2 Ons erfdeel is tot de vreemdelingen gewend, onze huizen tot de uitlanders.
Our inheritance is turned over to strangers, our houses to aliens.
3 Wij zijn wezen zonder vader, onze moeders zijn als de weduwen.
Orphans are we become, and [we are] without a father, our mothers are like widows.
4 Ons water moeten wij voor geld drinken; ons hout komt ons op prijs te staan.
Our water have we drunk for money: our wood cometh to us for a purchase price.
5 Wij lijden vervolging op onze halzen; zijn wij woede, men laat ons geen rust.
Up to our necks are we pursued: we are fatigued, and no rest is allowed us.
6 Wij hebben den Egyptenaar de hand gegeven, en den Assyrier, om met brood verzadigd te worden.
To Egypt do we stretch out our hand, to Asshur, to be satisfied with bread.
7 Onze vaders hebben gezondigd, en zijn niet meer, en wij dragen hun ongerechtigheden.
Our fathers have sinned, and are no more; but we have indeed to bear their iniquities.
8 Knechten heersen over ons; er is niemand, die ons uit hun hand rukke.
Servants rule over us: no one delivereth us out of their hand.
9 Wij moeten ons brood met gevaar onzes levens halen, vanwege het zwaard der woestijn.
At the peril of our life must we bring home our bread, because of the sword of the wilderness.
10 Onze huid is zwart geworden gelijk een oven, vanwege den geweldigen storm des hongers.
Our skin gloweth like an oven, because of the heat of famine.
11 Zij hebben de vrouwen te Sion verkracht, en de jonge dochters in de steden van Juda.

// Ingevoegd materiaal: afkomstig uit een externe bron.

//! Configuration types for the occupancy board

use std::path::Path;
use std::time::Duration;

use serde::{Deserialize, Serialize};

use crate::io::HttpMethod;

/// Main configuration structure
#[derive(Debug, Clone, Default, Serialize, Deserialize)]
pub struct Config {
    #[serde(default)]
    pub api: ApiConfig,
    #[serde(default)]
    pub polling: PollingConfig,
    #[serde(default)]
    pub logs: LogsConfig,
}

/// Where the backend lives and how its endpoints are laid out
#[derive(Debug, Clone, Serialize, Deserialize)]
pub struct ApiConfig {
    #[serde(default = "default_base_url")]
    pub base_url: String,
    #[serde(default = "default_status_path")]
    pub status_path: String,
    #[serde(default = "default_logs_path")]
    pub logs_path: String,
    #[serde(default = "default_emergency_path")]
    pub emergency_path: String,
    #[serde(default = "default_emergency_method")]
    pub emergency_method: HttpMethod,
    #[serde(default = "default_timeout", with = "humantime_serde")]
    pub timeout: Duration,
}

impl Default for ApiConfig {
    fn default() -> Self {
        Self {
            base_url: default_base_url(),
            status_path: default_status_path(),
            logs_path: default_logs_path(),
            emergency_path: default_emergency_path(),
            emergency_method: default_emergency_method(),
            timeout: default_timeout(),
        }
    }
}

/// Poll loop timing
#[derive(Debug, Clone, Serialize, Deserialize)]
pub struct PollingConfig {
    /// Fixed delay between the end of one cycle and the start of the next
    #[serde(default = "default_poll_interval", with = "humantime_serde")]
    pub interval: Duration,
    /// How long the loading indicator shows before a changed status is applied
    #[serde(default = "default_render_delay", with = "humantime_serde")]
    pub render_delay: Duration,
}

impl Default for PollingConfig {
    fn default() -> Self {
        Self {
            interval: default_poll_interval(),
            render_delay: default_render_delay(),
        }
    }
}

/// Window requested from the logs endpoint
#[derive(Debug, Clone, Serialize, Deserialize)]
pub struct LogsConfig {
    #[serde(default = "default_log_days")]
    pub days: u32,
    #[serde(default = "default_begin_hours")]
    pub begin_hours_per_day: u8,
    #[serde(default = "default_end_hours")]
    pub end_hours_per_day: u8,
    #[serde(default = "default_step_hours")]
    pub step_hours: u8,
    #[serde(default)]
    pub style: QueryStyle,
}

impl Default for LogsConfig {
    fn default() -> Self {
        Self {
            days: default_log_days(),
            begin_hours_per_day: default_begin_hours(),
            end_hours_per_day: default_end_hours(),
            step_hours: default_step_hours(),
            style: QueryStyle::default(),
        }
    }
}

/// How the log window is encoded in the URL
#[derive(Debug, Clone, Copy, Default, PartialEq, Eq, Serialize, Deserialize)]
#[serde(rename_all = "snake_case")]
pub enum QueryStyle {
    /// `?begin_date=..&end_date=..&...`
    #[default]
    Query,
    /// `<begin>/<end>/<step>`
    Path,
}

fn default_base_url() -> String {
    "http://localhost:5000".to_string()
}

fn default_status_path() -> String {
    "/".to_string()
}

fn default_logs_path() -> String {
    "/logs/".to_string()
}

fn default_emergency_path() -> String {
    "/emergency/".to_string()
}

fn default_emergency_method() -> HttpMethod {
    HttpMethod::Patch
}

fn default_timeout() -> Duration {
    Duration::from_secs(10)
}

fn default_poll_interval() -> Duration {
    Duration::from_millis(5000)
}

fn default_render_delay() -> Duration {
    Duration::from_millis(250)
}

fn default_log_days() -> u32 {
    7
}

fn default_begin_hours() -> u8 {
    9
}

fn default_end_hours() -> u8 {
    19
}

fn default_step_hours() -> u8 {
    1
}

/// Load configuration from a JSON file
pub fn load_config(path: &Path) -> crate::Result<Config> {
    let content = std::fs::read_to_string(path).map_err(|e| {
        crate::BoardError::Config(format!("Failed to read config file {:?}: {}", path, e))
    })?;
    let config: Config = serde_json::from_str(&content)?;
    config.validate()?;
    Ok(config)
}

impl Config {
    /// Reject settings the poll loop or log query cannot work with
    pub fn validate(&self) -> crate::Result<()> {
        if self.polling.interval.is_zero() {
            return Err(crate::BoardError::Config(
                "polling.interval must be greater than zero".to_string(),
            ));
        }
        if self.logs.begin_hours_per_day > 23 || self.logs.end_hours_per_day > 23 {
            return Err(crate::BoardError::Config(
                "logs hours per day must be within 0-23".to_string(),
            ));
        }
        if !(1..=24).contains(&self.logs.step_hours) {
            return Err(crate::BoardError::Config(
                "logs.step_hours must be within 1-24".to_string(),
            ));
        }
        Ok(())
    }
}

Women have they ravished in Zion, virgins, in the cities of Judah.
12 De vorsten zijn door hunlieder hand opgehangen; de aangezichten der ouden zijn niet geeerd geweest.
Princes were hanged up by their hand: the faces of elders were not honored.

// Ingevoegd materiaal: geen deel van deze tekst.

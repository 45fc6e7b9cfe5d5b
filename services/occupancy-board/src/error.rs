//! Error types for the occupancy board

/// Errors that can occur while talking to the occupancy backend
#[derive(Debug, thiserror::Error)]
pub enum BoardError {
    #[error("Transport error: {0}")]
    Transport(String),

    #[error("{status}: server-side error")]
    HttpStatus { status: u16 },

    /// A `success: false` body, or a body missing the fields it must carry
    #[error("{0}")]
    Payload(String),

    #[error("JSON parse error: {0}")]
    Json(#[from] serde_json::Error),

    #[error("Poll task failed: {0}")]
    Task(String),

    #[error("Configuration error: {0}")]
    Config(String),

    #[error("IO error: {0}")]
    Io(#[from] std::io::Error),
}

/// Result type alias for occupancy board operations
pub type Result<T> = std::result::Result<T, BoardError>;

13 Zij hebben de jongelingen weggenomen, om te malen, en de jongens struikelen onder het hout.
Young men they bore to the mill, and boys stumbled under the wood.

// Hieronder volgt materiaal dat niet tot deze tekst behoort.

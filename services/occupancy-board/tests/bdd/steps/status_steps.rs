//! BDD step definitions for status polling

use std::time::Duration;

use cucumber::{given, then, when};

use occupancy_board::render::SeverityBand;

use crate::world::BoardWorld;

fn facility_body(name: &str, used: u32, max: u32) -> String {
    serde_json::json!({
        "success": true,
        "status": [{"name": name, "valid": true, "used": used, "max": max}]
    })
    .to_string()
}

fn parse_band(s: &str) -> SeverityBand {
    match s {
        "nominal" => SeverityBand::Nominal,
        "warning" => SeverityBand::Warning,
        "critical" => SeverityBand::Critical,
        other => panic!("Unknown band: {}", other),
    }
}

#[given(expr = "the status endpoint returns a facility {string} using {int} of {int}")]
fn status_returns_facility(world: &mut BoardWorld, name: String, used: u32, max: u32) {
    world.http.push_json(200, facility_body(&name, used, max));
}

#[given(expr = "the status endpoint reports failure {string}")]
fn status_reports_failure(world: &mut BoardWorld, message: String) {
    world.http.push_json(
        200,
        serde_json::json!({"success": false, "message": message}).to_string(),
    );
}

#[given(expr = "the status endpoint answers HTTP {int}")]
fn status_answers_http(world: &mut BoardWorld, status: u16) {
    world.http.push_json(status, "error");
}

#[given(
    expr = "the status endpoint is unreachable once and then returns a facility {string} using {int} of {int}"
)]
fn status_unreachable_then_facility(world: &mut BoardWorld, name: String, used: u32, max: u32) {
    world.http.push_transport_error("TypeError: Failed to fetch");
    world.http.push_json(200, facility_body(&name, used, max));
}

#[given(expr = "the status endpoint returns an out-of-service facility {string}")]
fn status_returns_out_of_service(world: &mut BoardWorld, name: String) {
    world.http.push_json(
        200,
        serde_json::json!({
            "success": true,
            "status": [{"name": name, "valid": false, "used": 1, "max": 2}]
        })
        .to_string(),
    );
}

#[when("the status is polled once")]
async fn poll_once(world: &mut BoardWorld) {
    let mut controller = world.board().status_controller();
    controller.run_once().await;
}

#[when(expr = "the status is polled {int} times")]
async fn poll_n_times(world: &mut BoardWorld, times: u32) {
    let mut controller = world.board().status_controller();
    for _ in 0..times {
        controller.cycle().await;
    }
}

#[when(expr = "the poll loop runs for {int} milliseconds")]
async fn poll_loop_runs(world: &mut BoardWorld, millis: u64) {
    let handle = world.board().status_controller().spawn();
    tokio::time::sleep(Duration::from_millis(millis)).await;
    handle.stop().await.expect("poll task failed");
}

#[then(expr = "{int} status entry/entries is/are rendered")]
fn entries_rendered(world: &mut BoardWorld, count: usize) {
    assert_eq!(world.last_status().len(), count);
}

#[then(expr = "the status was rendered {int} time(s)")]
fn status_rendered_times(world: &mut BoardWorld, times: usize) {
    assert_eq!(world.frontend.status.lock().unwrap().len(), times);
}

#[then("no status was rendered")]
fn no_status_rendered(world: &mut BoardWorld) {
    assert!(world.frontend.status.lock().unwrap().is_empty());
}

#[then(expr = "entry {string} shows {int} percent in band {string} with {int} available")]
fn entry_shows(
    world: &mut BoardWorld,
    name: String,
    percent: u8,
    band: String,
    available: u32,
) {
    let entries = world.last_status();
    let entry = entries
        .iter()
        .find(|e| e.name == name)
        .unwrap_or_else(|| panic!("no entry named {}", name));
    let view = entry.available_view().expect("entry is out of service");
    assert_eq!(view.rate_percent, percent);
    assert_eq!(view.band, parse_band(&band));
    assert_eq!(view.available, available);
}

#[then(expr = "entry {string} is out of service")]
fn entry_out_of_service(world: &mut BoardWorld, name: String) {
    let entries = world.last_status();
    let entry = entries
        .iter()
        .find(|e| e.name == name)
        .unwrap_or_else(|| panic!("no entry named {}", name));
    assert!(entry.is_out_of_service());
}

#[then("the display mode is valid")]
fn display_valid(world: &mut BoardWorld) {
    assert_eq!(world.last_valid_mode(), Some(true));
}

#[then("the display mode is invalid")]
fn display_invalid(world: &mut BoardWorld) {
    assert_eq!(world.last_valid_mode(), Some(false));
}

#[then(expr = "the status endpoint was requested {int} times")]
fn status_requested(world: &mut BoardWorld, times: usize) {
    assert_eq!(world.http.request_count(), times);
}

#[then("the loading indicator was never shown for the fetch")]
fn loading_not_shown_for_fetch(world: &mut BoardWorld) {
    // The only toggles allowed are the ones around a render
    let loading = world.frontend.loading.lock().unwrap().clone();
    let renders = world.frontend.status.lock().unwrap().len();
    assert_eq!(loading.len(), renders * 2);
}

14 De ouden houden op van de poort, de jongelingen van hun snarenspel.
The elders have ceased from the gate, young men, from their singing.
15 De vreugde onzes harten houdt op, onze rei is in treurigheid veranderd.
Ceased hath the joy of our heart: our dance is changed into mourning.
16 De kroon onzes hoofds is afgevallen; o wee nu onzer, dat wij zo gezondigd hebben!
Fallen is the crown of our head: woe to us, for we have sinned.
17 Daarom is ons hart mat, om deze dingen zijn onze ogen duister geworden.
Because of this is our heart made sick; for these things are our eyes dimmed;
18 Om des bergs Sions wil, die verwoest is, waar de vossen op lopen.
Because of the mount of Zion which is wasted, foxes walk about on it.
19 Gij, o HEERE, zit in eeuwigheid, Uw troon is van geslacht tot geslacht.
O thou, Lord, wilt truly abide for ever, thy throne existeth throughout all generations.
20 Waarom zoudt Gij ons steeds vergeten? Waarom zoudt Gij ons zo langen tijd verlaten?
Wherefore wilt thou forget us for ever! wilt thou forsake us for so long a time?
21 HEERE, bekeer ons tot U, zo zullen wij bekeerd zijn; vernieuw onze dagen als van ouds.
Cause us to return, O Lord, unto thee, and we will return: renew our days as of old.
22 Want zoudt Gij ons ganselijk verwerpen? Zoudt Gij zozeer tegen ons verbolgen zijn?
For wouldst thou entirely reject us, be wroth with us to the uttermost?